Bir başka dizesinde ise Arkadaş! Yurduma alçakları uğratma sakın" diye gençlere seslenir. Vatanın korunması, bastığı yerleri toprak diyerek geçmeyen bu topraklar altında kefensiz olarak yatan şehit dedelerini unutmayan vefalı bir gençliğin eliyle olacaktı. Öyle de oldu. Milletimizin hür yaşama azmi ve aşkı Mustafa Kemal gibi eşsiz bir liderin başkanlığında bizlere yeni ufuklar açacaktır. Ezelden beridir hür yaşamış ve bundan sonra da yaşayacak olan milletimiz vatanına ve istiklaline yönelmiş olan bu çılgınca ve hayasızca saldırılara elbette boyun eğmeyecekti.

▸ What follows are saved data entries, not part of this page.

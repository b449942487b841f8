//! Service information and health endpoints.

use std::sync::Arc;

use axum::Json;
use axum::extract::State;
use press_document::OutputFormat;
use serde_json::{Map, Value, json};

use crate::state::AppState;

fn features(state: &AppState) -> Value {
    let capabilities = state.pipeline.capabilities();
    let mut features = Map::new();
    features.insert("pdf_rendering".to_owned(), capabilities.any_pdf().into());
    features.insert("docx_rendering".to_owned(), capabilities.any_docx().into());
    for (name, enabled) in capabilities.flags() {
        features.insert(name.to_owned(), enabled.into());
    }
    Value::Object(features)
}

/// Handle `GET /health`.
pub(crate) async fn health(State(state): State<Arc<AppState>>) -> Json<Value> {
    Json(json!({
        "status": "healthy",
        "features": features(&state),
        "backends": {
            "pdf": state.pipeline.available(OutputFormat::Pdf),
            "docx": state.pipeline.available(OutputFormat::Docx),
        },
    }))
}

/// Handle `GET /`.
pub(crate) async fn info(State(state): State<Arc<AppState>>) -> Json<Value> {
    Json(json!({
        "message": "Press markdown render service",
        "version": state.version,
        "endpoints": {
            "POST /render/pdf": "Convert markdown to PDF",
            "POST /render/pdf-raw": "Convert markdown to PDF from a raw JSON body",
            "POST /render/docx": "Convert markdown to DOCX",
            "POST /render/docx-raw": "Convert markdown to DOCX from a raw JSON body",
            "GET /health": "Health check",
        },
        "request_format": {
            "markdown": "string (required)",
            "filename": "string (optional, defaults to 'document')",
            "css": "string (optional, extra CSS for the HTML PDF engine)",
        },
        "features": features(&state),
    }))
}
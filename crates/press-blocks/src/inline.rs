//! Inline bold markup and table cell wrapping.

use std::sync::LazyLock;

use regex::Regex;

/// Cells whose text exceeds this many characters are split into lines of
/// at most this many characters at word boundaries.
pub const CELL_WRAP_THRESHOLD: usize = 50;

static BOLD: LazyLock<Regex> =
    LazyLock::new(|| Regex::new(r"\*\*(.+?)\*\*|__(.+?)__").expect("valid bold regex"));

static LINE_BREAK: LazyLock<Regex> =
    LazyLock::new(|| Regex::new(r"(?i)<br\s*/?>").expect("valid line break regex"));

/// A run of text with uniform weight.
#[derive(Clone, Debug, PartialEq, Eq)]
pub struct Span {
    pub text: String,
    pub bold: bool,
}

impl Span {
    /// Regular-weight span.
    #[must_use]
    pub fn plain(text: impl Into<String>) -> Self {
        Self {
            text: text.into(),
            bold: false,
        }
    }

    /// Bold span.
    #[must_use]
    pub fn bold(text: impl Into<String>) -> Self {
        Self {
            text: text.into(),
            bold: true,
        }
    }
}

/// Split text into spans, turning `**x**` and `__x__` into bold runs.
///
/// Unmatched markers stay literal.
#[must_use]
pub fn parse_spans(text: &str) -> Vec<Span> {
    let mut spans = Vec::new();
    let mut last = 0;
    for caps in BOLD.captures_iter(text) {
        let Some(whole) = caps.get(0) else { continue };
        if whole.start() > last {
            spans.push(Span::plain(&text[last..whole.start()]));
        }
        if let Some(inner) = caps.get(1).or_else(|| caps.get(2)) {
            spans.push(Span::bold(inner.as_str()));
        }
        last = whole.end();
    }
    if last < text.len() {
        spans.push(Span::plain(&text[last..]));
    }
    spans
}

/// Concatenated text of spans without markup.
#[must_use]
pub fn plain_text(spans: &[Span]) -> String {
    spans.iter().map(|s| s.text.as_str()).collect()
}

/// Lay out a table cell as lines of spans.
///
/// Explicit `<br>` markup always starts a new line. Any resulting line
/// longer than [`CELL_WRAP_THRESHOLD`] characters is word-wrapped to that
/// width; a single word longer than the width is split without loss.
#[must_use]
pub fn cell_lines(text: &str) -> Vec<Vec<Span>> {
    LINE_BREAK
        .split(text)
        .flat_map(|segment| {
            let spans = parse_spans(segment.trim());
            if plain_text(&spans).chars().count() <= CELL_WRAP_THRESHOLD {
                vec![spans]
            } else {
                wrap_spans(&spans, CELL_WRAP_THRESHOLD)
            }
        })
        .collect()
}

/// Greedy word wrap that keeps each word's weight.
fn wrap_spans(spans: &[Span], width: usize) -> Vec<Vec<Span>> {
    let words = spans.iter().flat_map(|span| {
        span.text
            .split_whitespace()
            .flat_map(move |word| split_long_word(word, width).map(move |w| (w, span.bold)))
    });

    let mut lines: Vec<Vec<Span>> = Vec::new();
    let mut line: Vec<Span> = Vec::new();
    let mut line_len = 0;

    for (word, bold) in words {
        let word_len = word.chars().count();
        if line_len > 0 && line_len + 1 + word_len > width {
            lines.push(std::mem::take(&mut line));
            line_len = 0;
        }
        let separator = if line_len > 0 { " " } else { "" };
        match line.last_mut() {
            Some(last) if last.bold == bold => {
                last.text.push_str(separator);
                last.text.push_str(word);
            }
            _ => line.push(Span {
                text: format!("{separator}{word}"),
                bold,
            }),
        }
        line_len += separator.len() + word_len;
    }
    if !line.is_empty() {
        lines.push(line);
    }
    lines
}

fn split_long_word(word: &str, width: usize) -> impl Iterator<Item = &str> {
    let mut rest = word;
    std::iter::from_fn(move || {
        if rest.is_empty() {
            return None;
        }
        let cut = rest
            .char_indices()
            .nth(width)
            .map_or(rest.len(), |(index, _)| index);
        let (head, tail) = rest.split_at(cut);
        rest = tail;
        Some(head)
    })
}

#[cfg(test)]
mod tests {
    use super::*;
    use pretty_assertions::assert_eq;

    #[test]
    fn test_parse_spans_plain() {
        assert_eq!(parse_spans("hello"), vec![Span::plain("hello")]);
        assert!(parse_spans("").is_empty());
    }

    #[test]
    fn test_parse_spans_bold_markers() {
        assert_eq!(
            parse_spans("a **b** c __d__"),
            vec![
                Span::plain("a "),
                Span::bold("b"),
                Span::plain(" c "),
                Span::bold("d"),
            ]
        );
    }

    #[test]
    fn test_parse_spans_unmatched_marker_literal() {
        assert_eq!(parse_spans("2 ** 3"), vec![Span::plain("2 ** 3")]);
    }

    #[test]
    fn test_cell_lines_short() {
        assert_eq!(cell_lines("**Total**"), vec![vec![Span::bold("Total")]]);
    }

    #[test]
    fn test_cell_lines_line_breaks() {
        assert_eq!(
            cell_lines("one<br>two<br/>three<BR />four"),
            vec![
                vec![Span::plain("one")],
                vec![Span::plain("two")],
                vec![Span::plain("three")],
                vec![Span::plain("four")],
            ]
        );
    }

    #[test]
    fn test_cell_lines_wraps_long_text() {
        let text = "word ".repeat(30);
        let lines = cell_lines(&text);
        assert!(lines.len() > 1);
        for line in &lines {
            assert!(plain_text(line).chars().count() <= CELL_WRAP_THRESHOLD);
        }
        let rejoined: Vec<String> = lines.iter().map(|l| plain_text(l)).collect();
        assert_eq!(rejoined.join(" "), text.trim());
    }

    #[test]
    fn test_cell_lines_keeps_bold_across_wrap() {
        let text = format!("**{}** tail", "bold ".repeat(12).trim());
        let lines = cell_lines(&text);
        assert!(lines.len() > 1);
        assert!(lines[0].iter().all(|s| s.bold));
        assert_eq!(lines.last().unwrap().last().unwrap(), &Span::plain(" tail"));
    }

    #[test]
    fn test_overlong_word_is_split_not_truncated() {
        let word = "x".repeat(120);
        let lines = cell_lines(&word);
        assert_eq!(lines.len(), 3);
        let total: usize = lines.iter().map(|l| plain_text(l).len()).sum();
        assert_eq!(total, 120);
    }
}
//! Startup detection of optional rendering tools.

use std::time::Duration;

use press_config::Config;
use press_exec::probe;

/// Deadline for `--version` probes.
const PROBE_TIMEOUT: Duration = Duration::from_secs(10);

/// Which backends and diagram methods may be used.
///
/// Built once at startup and shared read-only.
#[derive(Clone, Copy, Debug, Default, PartialEq, Eq)]
#[allow(clippy::struct_excessive_bools)]
pub struct BackendCapabilities {
    /// HTML/CSS PDF engine (`weasyprint`).
    pub html_pdf_engine: bool,
    /// genpdf with loadable fonts.
    pub direct_pdf: bool,
    pub pandoc: bool,
    /// docx-rs.
    pub direct_docx: bool,
    /// Mermaid CLI (`mmdc`).
    pub diagram_cli: bool,
    /// mermaid.ink.
    pub diagram_service_primary: bool,
    /// Kroki.
    pub diagram_service_secondary: bool,
}

impl BackendCapabilities {
    /// Probe configured tools.
    ///
    /// External commands count only when enabled and `--version` succeeds.
    /// Remote services count when enabled; they are not contacted here.
    /// `fonts_loaded` reports whether the direct PDF fonts could be read.
    #[must_use]
    pub fn detect(config: &Config, fonts_loaded: bool) -> Self {
        let probe_enabled =
            |enabled: bool, program: &str| enabled && probe(program, "--version", PROBE_TIMEOUT);

        let capabilities = Self {
            html_pdf_engine: probe_enabled(config.pdf.html_engine_enabled, &config.pdf.html_engine),
            direct_pdf: config.pdf.direct_enabled && fonts_loaded,
            pandoc: probe_enabled(config.docx.pandoc_enabled, &config.docx.pandoc),
            direct_docx: config.docx.direct_enabled,
            diagram_cli: probe_enabled(config.diagrams.cli_enabled, &config.diagrams.mmdc),
            diagram_service_primary: config.diagrams.mermaid_ink_enabled,
            diagram_service_secondary: config.diagrams.kroki_enabled,
        };
        tracing::info!(?capabilities, "Detected rendering capabilities");
        capabilities
    }

    /// Capability flags as `(name, enabled)` pairs in a fixed order.
    #[must_use]
    pub fn flags(&self) -> [(&'static str, bool); 7] {
        [
            ("html_pdf_engine", self.html_pdf_engine),
            ("direct_pdf", self.direct_pdf),
            ("pandoc", self.pandoc),
            ("direct_docx", self.direct_docx),
            ("diagram_cli", self.diagram_cli),
            ("diagram_service_primary", self.diagram_service_primary),
            ("diagram_service_secondary", self.diagram_service_secondary),
        ]
    }

    #[must_use]
    pub fn any_pdf(&self) -> bool {
        self.html_pdf_engine || self.direct_pdf
    }

    #[must_use]
    pub fn any_docx(&self) -> bool {
        self.pandoc || self.direct_docx
    }
}

#[cfg(test)]
mod tests {
    use super::*;
    use pretty_assertions::assert_eq;

    fn offline_config() -> Config {
        let mut config = Config::default();
        config.pdf.html_engine = "press-missing-weasyprint".to_owned();
        config.docx.pandoc = "press-missing-pandoc".to_owned();
        config.diagrams.mmdc = "press-missing-mmdc".to_owned();
        config.diagrams.mermaid_ink_enabled = false;
        config.diagrams.kroki_enabled = true;
        config
    }

    #[test]
    fn test_missing_tools_are_not_capable() {
        let caps = BackendCapabilities::detect(&offline_config(), false);
        assert_eq!(
            caps,
            BackendCapabilities {
                direct_docx: true,
                diagram_service_secondary: true,
                ..BackendCapabilities::default()
            }
        );
        assert!(!caps.any_pdf());
        assert!(caps.any_docx());
    }

    #[test]
    fn test_direct_pdf_needs_fonts_and_flag() {
        let mut config = offline_config();
        assert!(BackendCapabilities::detect(&config, true).direct_pdf);
        config.pdf.direct_enabled = false;
        assert!(!BackendCapabilities::detect(&config, true).direct_pdf);
    }

    #[cfg(unix)]
    #[test]
    fn test_disabled_tool_is_not_probed() {
        let mut config = offline_config();
        // `true` would pass the probe if it were run.
        config.docx.pandoc = "true".to_owned();
        config.docx.pandoc_enabled = false;
        assert!(!BackendCapabilities::detect(&config, false).pandoc);
        config.docx.pandoc_enabled = true;
        assert!(BackendCapabilities::detect(&config, false).pandoc);
    }

    #[test]
    fn test_flags_order() {
        let names: Vec<_> = BackendCapabilities::default()
            .flags()
            .iter()
            .map(|(n, _)| *n)
            .collect();
        assert_eq!(names[0], "html_pdf_engine");
        assert_eq!(names[6], "diagram_service_secondary");
    }
}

Mustafa Kemal "Bu marş bizim inkılabımızı anlatır, İstiklal Marşı'nda, İstiklal davamızı anlatması bakamından büyük manası olan mısralar vardır. Benim en beğendiğim bölümü de
"Hakkıdır, hür yaşamış bayrağımın hürriyet;
Hakkıdır, Hakk'a tapan milletimin İstiklal"
Benim bu milleten asla unutmamasını istediğim mısralar, işte bunlardır. Akif ise: O günler ne samimi, ne heyecanlı günlerdi. -Fakat bir gün bile ümidimizi kaybetmedik, asla yeise düşmedik. Zaten başka türlü çalışabilir miydik? Ne topumuz vardı, ne tüfeğimiz…Fakat imanımız büyüktü: O şiir, milletin o günkü heyecanının bir kıymetli hatırasıdır. o şiir bir daha yazılamaz…Onun kimse yazamaz…Onun ben de yazamam…Onun yazmak için o günleri yaşamak lazım…
İstiklal Marşı'nı sevmek, ülkemizi sevmektir, İstiklal Marşı'nı coşkuyla söylemek, ülkemize, bağımsızlığımıza sahip çıkmaktadır. Bağımsızlığımıza sahip çıkmak isi onurumuza sahip çıkmaktır. İstiklal Marşı ve bayrak törenlerinde bizlerin göstereceği ciddiyet ve coşkunun derecesi bize bırakılan yüce mirasa ne denli sahip çıktığımızın göstergesi olduğundan bayrak törenlerine karşı her zamankinden daha duyarlı olmak bağımsızlık sevdası ile bu toprağa düşmüş şehitlerimize karşı boynumuzun borcu olmalıdır."
Saygı duruşu ve İstiklal Marşı ile başlayan programda video gösterimi, tiyatro, oratoryo, şiirler öğrenciler tarafından sunuldu. Programın sonunda 12 Mart İstiklal Marşı’nın kabulü ve Mehmet Akif Ersoy’u anma günü dolayısıyla düzenlenen şiir, kompozisyon ve resim yarışmalarında dereceye giren öğrencilere ödülleri Kargı Kaymakamı Hasan Taş, Kargı Belediye Başkanı Zeki Şen ve Cumhuriyet Savcısı Ahmet Okumuş tarafından verildi.